Buket ilk seansında kendini tanıtıp seansa gelme sürecini anlatırken danışmanın sürekli esnediğini ve uykulu halde olduğunu fark eder. Buket seans sonunda yoğun bir endişeyle danışmanın ondan sıkıldığını, anlattıklarının saçma olduğunu ve onu yargıladığını düşünür. Düşük dozda devam eden bu kaygısı klinikten eve gidene kadar ileri düzeye ulaşır. Kalbi hızla çarpmaya, elleri ve ayakları terlemeye ve nefes darlığı çekmeye başlar. Buket bu endişesini kontrol edemez hale gelir. Bu düşüncesiyle birlikte aklına birden geçmiş yaşantısında da insanların ondan sıkıldığını, bunaldığını hatırlar ve düşünce havuzuna geçmişte yaşadığı olayları da ekler. Buket artık danışmanın davranışına değil, yaşamı boyunca yaşadığı durumlara da endişelenir. Danışmanıyla tedavisini sonlandırır ve tedaviden vazgeçer.

Bir de danışmanın gözünden bakalım.

 Danışman, saat 9’da iş başı yapmış ve gece 4’te uyumak zorunda kalmıştır. Bu sebeple gün içerisinde girdiği seanslarda oldukça yorgun ve uykulu bir ruh halindedir.

 Buket’in burada danışmana bir soru yöneltmesi hissettiği bu yoğun endişeye kontrol sağlayacak ve belki de klinikten mutlu ayrılmasına sebep olacaktı.
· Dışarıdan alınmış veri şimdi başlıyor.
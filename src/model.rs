//! Core data types for the senseBox temperature service.
//!
//! This module defines the shared domain model imported by all other
//! modules. It contains no logic and no I/O — only types.

use chrono::{DateTime, Utc};

// ---------------------------------------------------------------------------
// Reading types
// ---------------------------------------------------------------------------

/// A single temperature measurement extracted from one senseBox.
///
/// Corresponds to the `lastMeasurement` of the first sensor whose title
/// matches the configured phenomenon, enriched with the id of the box it
/// came from. Created fresh per fetch and discarded after aggregation;
/// never cached.
#[derive(Debug, Clone, PartialEq)]
pub struct BoxReading {
    pub box_id: String,
    pub value_c: f64,
    pub created_at: DateTime<Utc>,
}

// ---------------------------------------------------------------------------
// Error types
// ---------------------------------------------------------------------------

/// Errors that can arise when fetching or processing a single senseBox.
///
/// Every variant is scoped to one box. The aggregator logs the failure and
/// moves on to the next box; nothing here ever aborts a whole aggregation
/// cycle.
#[derive(Debug, Clone, PartialEq)]
pub enum OsmError {
    /// Non-2xx HTTP response from the openSenseMap API.
    HttpError(u16),
    /// Transport-level failure (timeout, connection refused, TLS).
    RequestFailed(String),
    /// The response body could not be deserialized.
    ParseError(String),
    /// The box has no sensor with the configured phenomenon title.
    PhenomenonNotFound { box_id: String, phenomenon: String },
    /// The matching sensor lacks a last measurement, or the measurement
    /// lacks a value or timestamp.
    NoMeasurement(String),
    /// The measurement's `createdAt` could not be parsed as RFC 3339.
    InvalidTimestamp { box_id: String, raw: String },
    /// The measurement's value is not numeric.
    InvalidValue { box_id: String, raw: String },
}

impl std::fmt::Display for OsmError {
    fn fmt(&self, f: &mut std::fmt::Formatter<'_>) -> std::fmt::Result {
        match self {
            OsmError::HttpError(code) => write!(f, "HTTP error: {}", code),
            OsmError::RequestFailed(msg) => write!(f, "Request failed: {}", msg),
            OsmError::ParseError(msg) => write!(f, "Parse error: {}", msg),
            OsmError::PhenomenonNotFound { box_id, phenomenon } => {
                write!(f, "Box {} has no '{}' sensor", box_id, phenomenon)
            }
            OsmError::NoMeasurement(box_id) => {
                write!(f, "No usable last measurement for box: {}", box_id)
            }
            OsmError::InvalidTimestamp { box_id, raw } => {
                write!(f, "Invalid timestamp for box {}: '{}'", box_id, raw)
            }
            OsmError::InvalidValue { box_id, raw } => {
                write!(f, "Non-numeric value for box {}: '{}'", box_id, raw)
            }
        }
    }
}

impl std::error::Error for OsmError {}
use std::net::SocketAddr;
use std::sync::Arc;

use tower_http::trace::TraceLayer;
use tracing_subscriber::{layer::SubscriberExt, util::SubscriberInitExt};

use hivebox_service::aggregator::Aggregator;
use hivebox_service::config::Config;
use hivebox_service::http::{AppState, router};

#[tokio::main]
async fn main() {
    dotenv::dotenv().ok();

    tracing_subscriber::registry()
        .with(
            tracing_subscriber::EnvFilter::try_from_default_env()
                .unwrap_or_else(|_| "hivebox_service=debug,tower_http=debug".into()),
        )
        .with(tracing_subscriber::fmt::layer())
        .init();

    let config = Config::load();
    tracing::info!(
        boxes = config.box_ids.len(),
        phenomenon = %config.phenomenon,
        freshness_window_secs = config.freshness_window_secs,
        "Configuration resolved"
    );

    let addr = SocketAddr::new(config.host.parse().expect("Invalid HOST"), config.port);

    let aggregator = Aggregator::new(config).expect("Failed to build HTTP client");

    let app = router(AppState {
        aggregator: Arc::new(aggregator),
    })
    .layer(TraceLayer::new_for_http());

    tracing::info!("Starting server on {addr}");

    let listener = tokio::net::TcpListener::bind(addr).await.unwrap();
    axum::serve(listener, app).await.unwrap();
}
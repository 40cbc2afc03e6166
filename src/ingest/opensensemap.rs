//! openSenseMap API client.
//!
//! Retrieves senseBox data from the openSenseMap platform. One fetch per
//! box id, no retries: a box that fails a fetch is simply excluded from the
//! current aggregation cycle.
//!
//! API documentation: https://docs.opensensemap.org
//! Box endpoint: https://api.opensensemap.org/boxes/:boxId

use serde::Deserialize;
use serde_json::Value;

use crate::model::OsmError;

// ============================================================================
// openSenseMap API Response Structures
// ============================================================================

/// One senseBox as returned by `GET /boxes/{id}`.
///
/// Only the sensor list is of interest here; the rest of the (large)
/// response body is ignored. A box without a `sensors` array is treated as
/// having none.
#[derive(Debug, Deserialize)]
pub struct BoxResponse {
    #[serde(default)]
    pub sensors: Vec<Sensor>,
}

/// A single named sensor channel on a box.
#[derive(Debug, Deserialize)]
pub struct Sensor {
    #[serde(default)]
    pub title: String,
    #[serde(rename = "lastMeasurement")]
    pub last_measurement: Option<LastMeasurement>,
}

/// The most recent measurement reported by one sensor.
///
/// `value` is usually a decimal string ("21.4") but some boxes report raw
/// JSON numbers; both forms are kept as-is here and normalized by the
/// aggregator. `createdAt` is RFC 3339, typically with the "Z" suffix.
#[derive(Debug, Deserialize)]
pub struct LastMeasurement {
    pub value: Option<Value>,
    #[serde(rename = "createdAt")]
    pub created_at: Option<String>,
}

// ============================================================================
// API Client Functions
// ============================================================================

/// Build the URL for a single box.
pub fn build_box_url(base_url: &str, box_id: &str) -> String {
    format!("{}/{}", base_url.trim_end_matches('/'), box_id)
}

/// Fetch one senseBox.
///
/// # Parameters
/// - `client`: HTTP client, already carrying the per-fetch timeout
/// - `base_url`: box API base, e.g. `https://api.opensensemap.org/boxes`
/// - `box_id`: 24-character box id
///
/// Transport errors, non-success status codes, and malformed bodies all
/// collapse into a per-box [`OsmError`] for the caller to log and skip.
pub async fn fetch_box(
    client: &reqwest::Client,
    base_url: &str,
    box_id: &str,
) -> Result<BoxResponse, OsmError> {
    let url = build_box_url(base_url, box_id);

    let response = client
        .get(&url)
        .header("Accept", "application/json")
        .send()
        .await
        .map_err(|e| OsmError::RequestFailed(e.to_string()))?;

    if !response.status().is_success() {
        return Err(OsmError::HttpError(response.status().as_u16()));
    }

    response
        .json::<BoxResponse>()
        .await
        .map_err(|e| OsmError::ParseError(e.to_string()))
}

/// Returns the first sensor whose title equals `phenomenon`.
///
/// Scanning stops at the first match: if a box ever reports two sensors
/// with the same title, later ones are ignored.
pub fn first_matching_sensor<'a>(response: &'a BoxResponse, phenomenon: &str) -> Option<&'a Sensor> {
    response.sensors.iter().find(|s| s.title == phenomenon)
}

// ============================================================================
// Tests
// ============================================================================
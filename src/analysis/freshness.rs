//! Measurement freshness policy.
//!
//! senseBoxes report at their own pace and sometimes stop reporting
//! entirely. A stale reading folded into the average would silently skew
//! it, so measurements older than the configured window are excluded.
//!
//! # Clock injection
//! Nothing here calls `Utc::now()`. The aggregator computes `now` once per
//! cycle and passes it down, which keeps every box judged against the same
//! instant and makes the policy purely deterministic in tests.

use chrono::{DateTime, Duration, Utc};

// ---------------------------------------------------------------------------
// Timestamp parsing
// ---------------------------------------------------------------------------

/// Parse a measurement's `createdAt` as an absolute point in time,
/// normalized to UTC.
///
/// Accepts any RFC 3339 offset form, including the "Z" suffix the
/// openSenseMap API uses.
pub fn parse_created_at(raw: &str) -> Result<DateTime<Utc>, chrono::ParseError> {
    DateTime::parse_from_rfc3339(raw).map(|dt| dt.with_timezone(&Utc))
}

// ---------------------------------------------------------------------------
// Freshness check
// ---------------------------------------------------------------------------

/// Derive the freshness cutoff for one aggregation cycle.
///
/// Computed once before any box is fetched, never stored across cycles.
pub fn freshness_cutoff(now: DateTime<Utc>, window_secs: u64) -> DateTime<Utc> {
    now - Duration::seconds(window_secs as i64)
}

/// Returns `true` if the measurement is strictly newer than the cutoff.
///
/// The boundary is exclusive: a measurement exactly at the cutoff is NOT
/// fresh.
pub fn is_fresh(created_at: DateTime<Utc>, cutoff: DateTime<Utc>) -> bool {
    created_at > cutoff
}

// ---------------------------------------------------------------------------
// Tests
// ---------------------------------------------------------------------------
   Sahip olduğumuz bu endişe ve kaygılarımızı kontrol edebilmek için düşüncelerimizi hayatımızdaki insanlarla paylaşmak ve problem olup olmadığını onlarla konuşmak duygularımızın kontrolden çıkmasını önlemekte ilk adımdır. Sonuç olarak duygularımızı hisseder ve onları adlandırabiliriz. Ancak düşüncelerimizin farkında olmak endişelerimizin ilerlememesi için kritik noktadır. Son olarak bu konuda yardımcı olabilecek bir önerim var. Her gün hissettiğiniz duygularınızı yazın, üzerinde biraz düşündükten sonra buna sebep olan düşünceleri ekleyin ve bunu 15 gün boyunca düzenli olarak uygulayın. Bu alıştırma sizlere düşünceleri fark etme yolunda yardımcı olacaktır.

    Endişe duygusu, depresyon, obsesif kompresif bozukluk, panik bozukluk gibi birçok psikolojik rahatsızlığın başında gelir. Endişeyi yönetmeyi bilmediğimizde ya da gittikçe fazlalaştığında ilerleyen derecelerde bu gibi problemler ile karşılaşmamız olasıdır.  Bu sebeple belirtilerinizde artış varsa bir uzmandan destek almayı düşünmelisiniz demektir.